= Beginning of Section =
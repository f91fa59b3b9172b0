//! Touch sensors: message table and per-sensor debouncing.

use std::collections::HashMap;
use std::sync::{Mutex, PoisonError};
use std::time::{Duration, Instant};

pub const TOUCH_DEBOUNCE: Duration = Duration::from_millis(500);

const SENSOR_MESSAGES: &[(&str, &str)] = &[
    ("Head/Touch", "[User touched my head]"),
    ("LHand/Touch", "[User touched my left hand]"),
    ("RHand/Touch", "[User touched my right hand]"),
    ("Bumper/FrontLeft", "[User touched my front left bumper]"),
    ("Bumper/FrontRight", "[User touched my front right bumper]"),
    ("Bumper/Back", "[User touched my back bumper]"),
];

/// The text injected into the conversation for a touch on `sensor`.
pub fn touch_message(sensor: &str) -> String {
    SENSOR_MESSAGES
        .iter()
        .find(|(name, _)| *name == sensor)
        .map(|(_, message)| message.to_string())
        .unwrap_or_else(|| format!("[User touched sensor: {}]", sensor))
}

/// Accepts at most one touch per sensor within the window.
#[derive(Debug)]
pub struct TouchDebouncer {
    window: Duration,
    last: Mutex<HashMap<String, Instant>>,
}

impl Default for TouchDebouncer {
    fn default() -> Self {
        Self::new(TOUCH_DEBOUNCE)
    }
}

impl TouchDebouncer {
    pub fn new(window: Duration) -> Self {
        Self {
            window,
            last: Mutex::default(),
        }
    }

    pub fn accept(&self, sensor: &str, now: Instant) -> bool {
        let mut last = self.last.lock().unwrap_or_else(PoisonError::into_inner);
        match last.get(sensor) {
            Some(previous) if now.saturating_duration_since(*previous) < self.window => false,
            _ => {
                last.insert(sensor.to_string(), now);
                true
            }
        }
    }
}
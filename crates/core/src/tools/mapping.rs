//! `create_environment_map` and `finish_environment_map`.
//!
//! Mapping is the longest-running tool pair. Creating a map acknowledges at
//! once; scanning, localization and the saved map are reported later as
//! async updates from the task that owns the mapping handle. Finishing only
//! tells the robot to stop and save.

use async_trait::async_trait;
use schemars::JsonSchema;
use serde::Deserialize;
use serde_json::{Value, json};
use tracing::{info, warn};

use super::{Tool, ToolContext, ToolError, function_definition, parse_args};
use crate::actuator::RobotAction;

/// The single map the robot keeps.
pub const ACTIVE_MAP_NAME: &str = "default_map";

#[derive(Deserialize, JsonSchema, Debug, Default)]
pub struct NoArgs {}

#[derive(Debug, Default)]
pub struct CreateMapTool;

impl CreateMapTool {
    pub const NAME: &'static str = "create_environment_map";
}

#[async_trait]
impl Tool for CreateMapTool {
    fn name(&self) -> &'static str {
        Self::NAME
    }

    fn definition(&self, _ctx: &ToolContext) -> Value {
        function_definition::<NoArgs>(
            Self::NAME,
            "Create a detailed map of the current environment that Pepper can use for navigation. Starting a new map forgets all saved locations. Call the function directly without announcing it.",
        )
    }

    fn is_available(&self, ctx: &ToolContext) -> bool {
        ctx.robot_ready()
    }

    async fn execute(&self, args: Value, ctx: &ToolContext) -> Result<String, ToolError> {
        let _: NoArgs = parse_args(args)?;
        info!(map = ACTIVE_MAP_NAME, "Executing tool 'create_environment_map'");

        let mut handle = ctx.actuator.start(RobotAction::Mapping)?;
        let cleared = ctx.locations.clear();
        if !cleared.is_empty() {
            info!(?cleared, "Cleared saved locations for the new map");
        }

        let updates = ctx.clone();
        tokio::spawn(async move {
            updates.send_async_update(
                "[MAPPING STATUS] Pepper is scanning the environment to determine its position. Please wait...",
                false,
            );
            if handle.started().await {
                updates.send_async_update(
                    "[MAPPING STATUS] Localization complete! Pepper is now ready to be guided through the environment. Please give movement commands like 'move forward 2 meters', 'turn left 90 degrees', etc. You can also say 'save current location as [name]' to mark important spots. When done exploring, say 'finish the map' to complete the mapping process.",
                    true,
                );
            }
            let outcome = handle.outcome().await;
            let message = if outcome.success {
                format!(
                    "[MAP SAVED] Map '{}' has been saved and Pepper is localized on it. Navigation to saved locations is now available.",
                    ACTIVE_MAP_NAME
                )
            } else {
                let error = outcome.error.unwrap_or_else(|| "unknown error".into());
                warn!(%error, "Mapping ended without a map");
                format!("[MAPPING ERROR] Mapping ended without saving a map: {}", error)
            };
            updates.send_async_update(message, true);
        });

        Ok(json!({
            "status": "Mapping process initiated",
            "cleared_locations": cleared,
            "message": "Pepper is preparing to create a new map. It will first scan the environment to localize itself. You will be notified when it's ready.",
        })
        .to_string())
    }
}

#[derive(Debug, Default)]
pub struct FinishMapTool;

impl FinishMapTool {
    pub const NAME: &'static str = "finish_environment_map";
}

#[async_trait]
impl Tool for FinishMapTool {
    fn name(&self) -> &'static str {
        Self::NAME
    }

    fn definition(&self, _ctx: &ToolContext) -> Value {
        function_definition::<NoArgs>(
            Self::NAME,
            "Complete and save the current mapping process. Call the function directly without announcing it.",
        )
    }

    fn is_available(&self, ctx: &ToolContext) -> bool {
        ctx.robot_ready()
    }

    async fn execute(&self, args: Value, ctx: &ToolContext) -> Result<String, ToolError> {
        let _: NoArgs = parse_args(args)?;
        info!(map = ACTIVE_MAP_NAME, "Executing tool 'finish_environment_map'");
        ctx.actuator.finish_mapping()?;

        Ok(json!({
            "status": "Map finalization started",
            "message": format!(
                "Map '{}' is being finalized and saved now. Pepper will notify when it's ready.",
                ACTIVE_MAP_NAME
            ),
        })
        .to_string())
    }
}
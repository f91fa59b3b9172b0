//! Saved map locations the robot can navigate to.

use std::sync::RwLock;

use serde::{Deserialize, Serialize};

/// A named pose in map coordinates.
#[derive(Debug, Clone, PartialEq, Serialize, Deserialize)]
pub struct SavedLocation {
    pub name: String,
    pub x: f64,
    pub y: f64,
    pub theta: f64,
}

pub trait LocationProvider: Send + Sync {
    fn all(&self) -> Vec<SavedLocation>;

    /// Adds or replaces the location with the same name (ignoring case).
    fn save(&self, location: SavedLocation) -> bool;

    /// Forgets every location and returns the names removed. Locations do
    /// not carry over to a new map.
    fn clear(&self) -> Vec<String>;

    /// Case-insensitive lookup by name.
    fn find(&self, name: &str) -> Option<SavedLocation> {
        let wanted = name.trim();
        self.all()
            .into_iter()
            .find(|l| l.name.eq_ignore_ascii_case(wanted))
    }

    fn names(&self) -> Vec<String> {
        self.all().into_iter().map(|l| l.name).collect()
    }
}

#[derive(Debug, Default)]
pub struct InMemoryLocations {
    locations: RwLock<Vec<SavedLocation>>,
}

impl InMemoryLocations {
    pub fn new(locations: Vec<SavedLocation>) -> Self {
        Self {
            locations: RwLock::new(locations),
        }
    }

}

impl LocationProvider for InMemoryLocations {
    fn all(&self) -> Vec<SavedLocation> {
        self.locations.read().map(|l| l.clone()).unwrap_or_default()
    }

    fn save(&self, location: SavedLocation) -> bool {
        let Ok(mut all) = self.locations.write() else {
            return false;
        };
        all.retain(|l| !l.name.eq_ignore_ascii_case(&location.name));
        all.push(location);
        true
    }

    fn clear(&self) -> Vec<String> {
        self.locations
            .write()
            .map(|mut all| all.drain(..).map(|l| l.name).collect())
            .unwrap_or_default()
    }
}
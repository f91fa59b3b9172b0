//! Outbound frame seam.

use std::sync::Mutex;
use std::sync::atomic::{AtomicBool, Ordering};

use tracing::warn;

use crate::ClientEvent;

/// Anything that can put a text frame on the wire.
///
/// `send_frame` returns `false` when the channel is not open; callers treat
/// that as a soft failure.
pub trait FrameSink: Send + Sync {
    fn send_frame(&self, frame: String) -> bool;

    fn send_event(&self, event: &ClientEvent) -> bool {
        match serde_json::to_string(event) {
            Ok(frame) => self.send_frame(frame),
            Err(e) => {
                warn!(kind = event.kind(), error = %e, "Failed to serialise outbound frame");
                false
            }
        }
    }
}

/// In-memory sink that records every frame. It can be closed to simulate a
/// dropped link.
#[derive(Debug)]
pub struct MemorySink {
    frames: Mutex<Vec<String>>,
    open: AtomicBool,
}

impl Default for MemorySink {
    fn default() -> Self {
        Self {
            frames: Mutex::new(Vec::new()),
            open: AtomicBool::new(true),
        }
    }
}

impl MemorySink {
    pub fn new() -> Self {
        Self::default()
    }

    pub fn close(&self) {
        self.open.store(false, Ordering::SeqCst);
    }

    pub fn frames(&self) -> Vec<String> {
        self.frames.lock().map(|f| f.clone()).unwrap_or_default()
    }

    /// Recorded frames parsed back to JSON.
    pub fn json(&self) -> Vec<serde_json::Value> {
        self.frames()
            .iter()
            .filter_map(|f| serde_json::from_str(f).ok())
            .collect()
    }

    /// The `type` tags of recorded frames, in send order.
    pub fn kinds(&self) -> Vec<String> {
        self.json()
            .iter()
            .filter_map(|v| v.get("type").and_then(|t| t.as_str()).map(str::to_owned))
            .collect()
    }

    pub fn take(&self) -> Vec<String> {
        self.frames
            .lock()
            .map(|mut f| std::mem::take(&mut *f))
            .unwrap_or_default()
    }
}

impl FrameSink for MemorySink {
    fn send_frame(&self, frame: String) -> bool {
        if !self.open.load(Ordering::SeqCst) {
            return false;
        }
        match self.frames.lock() {
            Ok(mut frames) => {
                frames.push(frame);
                true
            }
            Err(_) => false,
        }
    }
}

#[cfg(test)]
mod tests {
    use super::*;

    #[test]
    fn test_memory_sink_records_and_closes() {
        let sink = MemorySink::new();
        assert!(sink.send_event(&ClientEvent::response_create()));
        assert_eq!(sink.kinds(), vec!["response.create"]);

        sink.close();
        assert!(!sink.send_event(&ClientEvent::response_cancel()));
        assert_eq!(sink.frames().len(), 1);
    }
}
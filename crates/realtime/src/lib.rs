//! Duplex WebSocket transport to the realtime speech backend.
//!
//! The transport carries text frames and nothing else. Lifecycle callbacks are
//! delivered as [`TransportEvent`]s on a channel owned by the session.

pub mod endpoint;
pub mod transport;

pub use endpoint::{Endpoint, Provider};
pub use pepper_realtime_types as types;
pub use transport::{Transport, TransportError, TransportEvent, TransportHandle};
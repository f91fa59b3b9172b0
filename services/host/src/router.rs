//! Axum router for the control surface.

use std::sync::Arc;

use axum::{
    Router,
    routing::{get, post},
};

use crate::{handlers, state::AppState, ws::audio_handler};

/// Creates the main Axum router for the application.
pub fn create_router(app_state: Arc<AppState>) -> Router {
    Router::new()
        .route("/touch", post(handlers::touch))
        .route("/status-tap", post(handlers::status_tap))
        .route("/mute", post(handlers::toggle_mute))
        .route("/message", post(handlers::send_message))
        .route("/session/restart", post(handlers::restart_session))
        .route("/state", get(handlers::get_state))
        .route("/audio", get(audio_handler))
        .with_state(app_state)
}
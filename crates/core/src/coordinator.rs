//! Turn coordinator.
//!
//! The coordinator is the only owner of conversational state. Backend
//! events, interruptions, tool outcomes, playback changes and control
//! commands all arrive as a [`CoordinatorInput`] and are applied, one at a
//! time, by the task that owns the coordinator. Tool tasks and the audio
//! player never touch this state; they only send inputs.
//!
//! The microphone is open while the session is ready, the user has not muted
//! it and nothing from the robot is pending or playing: in `Listening`, and
//! in `Thinking` until the user's utterance is committed. The gate is
//! recomputed after every input.

use std::collections::VecDeque;
use std::sync::Arc;

use pepper_realtime_types::decoder::PARSE_ERROR;
use pepper_realtime_types::{ClientEvent, Event, FrameSink, Listener, ResponseStatus};
use serde::Serialize;
use tokio::sync::watch;
use tracing::{debug, error, info, trace, warn};

use crate::audio::{AudioOutput, PlaybackEvent};
use crate::interruption::{InterruptionRequest, InterruptionSource};
use crate::mic::{MicState, MicrophoneGate};
use crate::settings::SessionSettings;
use crate::tools::{Dispatcher, ToolOutcome};
use crate::transcript::Transcript;
use crate::turn::{ResponseState, Turn};

/// Subtracted from the played-position estimate when truncating, so the
/// truncation point never lies beyond what the backend has generated.
pub const TRUNCATE_SAFETY_MARGIN_MS: u64 = 500;

/// How many answered user items are remembered. Commit and transcript events
/// for one item arrive close together, so a short window is enough.
const ANSWERED_ITEMS_KEPT: usize = 16;

#[derive(Debug)]
pub enum CoordinatorInput {
    Event(Event),
    Interruption(InterruptionRequest),
    ToolOutcome(ToolOutcome),
    Playback(PlaybackEvent),
    MuteToggle,
    StatusTap,
    Disconnected { reason: String },
}

/// What the control surface sees after each transition.
#[derive(Debug, Clone, Default, PartialEq, Serialize)]
pub struct CoordinatorSnapshot {
    pub turn: Turn,
    pub muted: bool,
    pub mic_open: bool,
    pub ready: bool,
    pub link_lost: bool,
    pub response_state: ResponseState,
    pub transcript: Transcript,
    /// Last user-visible status message for a backend error or disconnect.
    pub last_error: Option<String>,
}

pub struct Coordinator {
    sink: Arc<dyn FrameSink>,
    audio: Arc<dyn AudioOutput>,
    mic: MicrophoneGate,
    dispatcher: Dispatcher,

    state: ResponseState,
    phase: Turn,
    muted: bool,
    transcript: Transcript,

    /// `response.create` sent, `response.created` not seen yet.
    awaiting_response: bool,
    /// A response was asked for while another was outstanding.
    deferred_response: bool,
    /// The pending response was overtaken by an interruption and is cancelled
    /// as soon as it is created.
    superseded_pending: bool,
    /// User speech detected, no response requested for it yet.
    user_speaking: bool,
    /// The current response asked for a tool.
    current_called_tool: bool,
    /// Most recent user items that already triggered a response.
    answered_items: VecDeque<String>,
    /// A response requested by an async update is pending or streaming.
    async_update_active: bool,
    async_updates: VecDeque<InterruptionRequest>,

    ready: bool,
    link_lost: bool,
    last_error: Option<String>,
    snapshot: Arc<watch::Sender<CoordinatorSnapshot>>,
}
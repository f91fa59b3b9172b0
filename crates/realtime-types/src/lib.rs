//! Wire types for the realtime speech backend.
//!
//! This crate is I/O free: it holds the outbound `ClientEvent` frames, the
//! inbound `Event` union, the frame decoder, and the two seams (`Listener`,
//! `FrameSink`) the rest of the workspace plugs into.

pub mod client;
pub mod decoder;
pub mod event;
pub mod sink;

pub use client::*;
pub use decoder::{Decoder, Listener, decode};
pub use event::{Event, ResponseStatus};
pub use sink::{FrameSink, MemorySink};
= End of Section =
## Exercise aim
How many lines in the data above contain the string "Bumper"? Reply with only the number.

## Reply to the task
3